_Exercise requirements:_
Set down the data again in full, keeping every line exactly as it is.

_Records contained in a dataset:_
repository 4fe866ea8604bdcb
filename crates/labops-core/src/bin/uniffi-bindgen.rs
fn main() {
    uniffi::uniffi_bindgen_main()
}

_Problem solution:_
repository 4fe866ea8604bdcb
filename crates/labops-core/src/bin/uniffi-bindgen.rs
fn main() {
    uniffi::uniffi_bindgen_main()
}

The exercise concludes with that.